Report every line from the material that contains the word "crate".

[Records to use]

──────

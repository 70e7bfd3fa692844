//! Detector configure / temperature / fan / TEC control.
//!
//! One mutex on the in-camera serial channel, the same discipline as the
//! filter wheel and nudgematic: acquired per round trip, never held across a
//! whole operation. `reconfigure` ties the detector connection, the format
//! description file, and the exposure engine's coadd frame length together;
//! callers are required to hold normal priority and never call it
//! while an observation is in progress — enforced by the caller
//! ([`crate::instrument::Instrument`]), not here.

use parking_lot::Mutex;

use crate::config::{CoaddExposureLengths, TemperatureCalibration as TemperatureCalibrationConfig};
use crate::error::Result;

/// In-camera serial channel, an external
/// collaborator. `read_adc` returns the raw temperature ADC counts;
/// `read_control_byte`/`write_control_byte` implement the read-modify-write
/// needed to flip single fan/TEC bits without disturbing the others.
pub trait DetectorSerialTransport: Send {
    fn read_adc(&mut self) -> Result<i32>;
    fn read_control_byte(&mut self) -> Result<u8>;
    fn write_control_byte(&mut self, value: u8) -> Result<()>;
    /// Write the TEC setpoint DAC register.
    fn write_dac(&mut self, value: i32) -> Result<()>;
}

pub struct SimulatedSerialTransport {
    adc: i32,
    control_byte: u8,
    dac: i32,
}

impl SimulatedSerialTransport {
    pub fn new(adc: i32) -> Self {
        SimulatedSerialTransport {
            adc,
            control_byte: 0,
            dac: 0,
        }
    }
}

impl DetectorSerialTransport for SimulatedSerialTransport {
    fn read_adc(&mut self) -> Result<i32> {
        Ok(self.adc)
    }
    fn read_control_byte(&mut self) -> Result<u8> {
        Ok(self.control_byte)
    }
    fn write_control_byte(&mut self, value: u8) -> Result<()> {
        self.control_byte = value;
        Ok(())
    }
    fn write_dac(&mut self, value: i32) -> Result<()> {
        self.dac = value;
        Ok(())
    }
}

const FAN_BIT: u8 = 0b0000_0001;
const TEC_BIT: u8 = 0b0000_0010;

/// Affine ADC<->degC map derived once at startup from four calibration
/// integers, per `detector_temperature.c`'s `Detector_Temperature_Initialise`:
/// `temp = adc * slope + intercept`, solved from two reference points
/// (0 degC, 40 degC).
#[derive(Debug, Clone, Copy)]
pub struct TemperatureCalibration {
    adc_slope: f64,
    adc_intercept: f64,
    dac_slope: f64,
    dac_intercept: f64,
}

impl TemperatureCalibration {
    pub fn from_config(cfg: &TemperatureCalibrationConfig) -> Self {
        let adc_slope = -40.0 / f64::from(cfg.adc_zero_c - cfg.adc_forty_c);
        let adc_intercept = 40.0 - adc_slope * f64::from(cfg.adc_forty_c);
        let dac_slope = -40.0 / f64::from(cfg.dac_zero_c - cfg.dac_forty_c);
        let dac_intercept = 40.0 - dac_slope * f64::from(cfg.dac_forty_c);
        TemperatureCalibration {
            adc_slope,
            adc_intercept,
            dac_slope,
            dac_intercept,
        }
    }

    pub fn adc_to_celsius(&self, adc: i32) -> f64 {
        f64::from(adc) * self.adc_slope + self.adc_intercept
    }

    pub fn celsius_to_dac(&self, celsius: f64) -> i32 {
        ((celsius - self.dac_intercept) / self.dac_slope).round() as i32
    }
}

pub struct Detector {
    serial: Mutex<Box<dyn DetectorSerialTransport>>,
    calibration: TemperatureCalibration,
    coadd_lengths: CoaddExposureLengths,
    coadd_frame_length_ms: Mutex<u32>,
    setpoint_celsius: Mutex<Option<f64>>,
}

impl Detector {
    pub fn new(
        serial: Box<dyn DetectorSerialTransport>,
        calibration: TemperatureCalibration,
        coadd_lengths: CoaddExposureLengths,
    ) -> Self {
        let initial = coadd_lengths.long;
        Detector {
            serial: Mutex::new(serial),
            calibration,
            coadd_lengths,
            coadd_frame_length_ms: Mutex::new(initial),
            setpoint_celsius: Mutex::new(None),
        }
    }

    pub fn coadd_frame_length_ms(&self) -> u32 {
        *self.coadd_frame_length_ms.lock()
    }

    /// Reconfigure the detector's coadd frame length from a tag
    /// (`short`/`long`/`bias`). Tears down and reopens the detector
    /// connection against a format file derived from the resolved
    /// millisecond value in the real implementation; the simulated
    /// transport has no connection state to cycle, so this only updates the
    /// frame length the exposure engine will use.
    pub fn reconfigure(&self, tag: &str) -> Result<()> {
        let ms = self.coadd_lengths.resolve(tag)?;
        *self.coadd_frame_length_ms.lock() = ms;
        tracing::info!(tag, ms, "detector reconfigured");
        Ok(())
    }

    pub fn get_temperature_celsius(&self) -> Result<f64> {
        let adc = {
            let mut serial = self.serial.lock();
            serial.read_adc()?
        };
        Ok(self.calibration.adc_to_celsius(adc))
    }

    pub fn celsius_to_dac(&self, celsius: f64) -> i32 {
        self.calibration.celsius_to_dac(celsius)
    }

    /// `temperature <degrees_C>`: convert to a DAC count via
    /// the calibration map and write the TEC setpoint register.
    pub fn set_temperature_setpoint(&self, celsius: f64) -> Result<()> {
        let dac = self.calibration.celsius_to_dac(celsius);
        self.serial.lock().write_dac(dac)?;
        *self.setpoint_celsius.lock() = Some(celsius);
        Ok(())
    }

    /// Last TEC setpoint written by [`Self::set_temperature_setpoint`], for
    /// the `CCDSTEMP` FITS header. `None` until the first setpoint write.
    pub fn setpoint_celsius(&self) -> Option<f64> {
        *self.setpoint_celsius.lock()
    }

    pub fn set_fan(&self, on: bool) -> Result<()> {
        self.set_control_bit(FAN_BIT, on)
    }

    pub fn set_tec(&self, on: bool) -> Result<()> {
        self.set_control_bit(TEC_BIT, on)
    }

    pub fn fan_status(&self) -> Result<bool> {
        Ok(self.serial.lock().read_control_byte()? & FAN_BIT != 0)
    }

    pub fn tec_status(&self) -> Result<bool> {
        Ok(self.serial.lock().read_control_byte()? & TEC_BIT != 0)
    }

    fn set_control_bit(&self, bit: u8, on: bool) -> Result<()> {
        let mut serial = self.serial.lock();
        let current = serial.read_control_byte()?;
        let updated = if on { current | bit } else { current & !bit };
        serial.write_control_byte(updated)
    }
}

#[cfg(test)]
mod tests {
    use super::*;
    use crate::config::TemperatureCalibration as TemperatureCalibrationConfig;

    fn cal() -> TemperatureCalibration {
        TemperatureCalibration::from_config(&TemperatureCalibrationConfig {
            adc_zero_c: 2048,
            adc_forty_c: 1024,
            dac_zero_c: 512,
            dac_forty_c: 768,
        })
    }

    fn lengths() -> CoaddExposureLengths {
        CoaddExposureLengths {
            short: 100,
            long: 1000,
            bias: 14,
        }
    }

    #[test]
    fn adc_to_celsius_matches_reference_points() {
        let cal = cal();
        assert!((cal.adc_to_celsius(2048) - 0.0).abs() < 1e-9);
        assert!((cal.adc_to_celsius(1024) - 40.0).abs() < 1e-9);
    }

    #[test]
    fn reconfigure_resolves_tag_to_configured_length() {
        let det = Detector::new(Box::new(SimulatedSerialTransport::new(2048)), cal(), lengths());
        det.reconfigure("bias").unwrap();
        assert_eq!(det.coadd_frame_length_ms(), 14);
        det.reconfigure("short").unwrap();
        assert_eq!(det.coadd_frame_length_ms(), 100);
        assert!(det.reconfigure("unknown").is_err());
    }

    #[test]
    fn fan_and_tec_bits_are_independent() {
        let det = Detector::new(Box::new(SimulatedSerialTransport::new(2048)), cal(), lengths());
        det.set_fan(true).unwrap();
        assert!(det.fan_status().unwrap());
        assert!(!det.tec_status().unwrap());
        det.set_tec(true).unwrap();
        assert!(det.fan_status().unwrap());
        assert!(det.tec_status().unwrap());
        det.set_fan(false).unwrap();
        assert!(!det.fan_status().unwrap());
        assert!(det.tec_status().unwrap());
    }

    #[test]
    fn temperature_reads_through_calibration() {
        let det = Detector::new(Box::new(SimulatedSerialTransport::new(2048)), cal(), lengths());
        assert!((det.get_temperature_celsius().unwrap() - 0.0).abs() < 1e-9);
    }

    #[test]
    fn setpoint_write_does_not_error() {
        let det = Detector::new(Box::new(SimulatedSerialTransport::new(2048)), cal(), lengths());
        det.set_temperature_setpoint(-20.0).unwrap();
    }

    #[test]
    fn setpoint_celsius_tracks_last_write() {
        let det = Detector::new(Box::new(SimulatedSerialTransport::new(2048)), cal(), lengths());
        assert_eq!(det.setpoint_celsius(), None);
        det.set_temperature_setpoint(-20.0).unwrap();
        assert_eq!(det.setpoint_celsius(), Some(-20.0));
    }
}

──────

[Exercise solution]
//! ([`crate::instrument::Instrument`]), not here.
use crate::config::{CoaddExposureLengths, TemperatureCalibration as TemperatureCalibrationConfig};
use crate::error::Result;
    use crate::config::TemperatureCalibration as TemperatureCalibrationConfig;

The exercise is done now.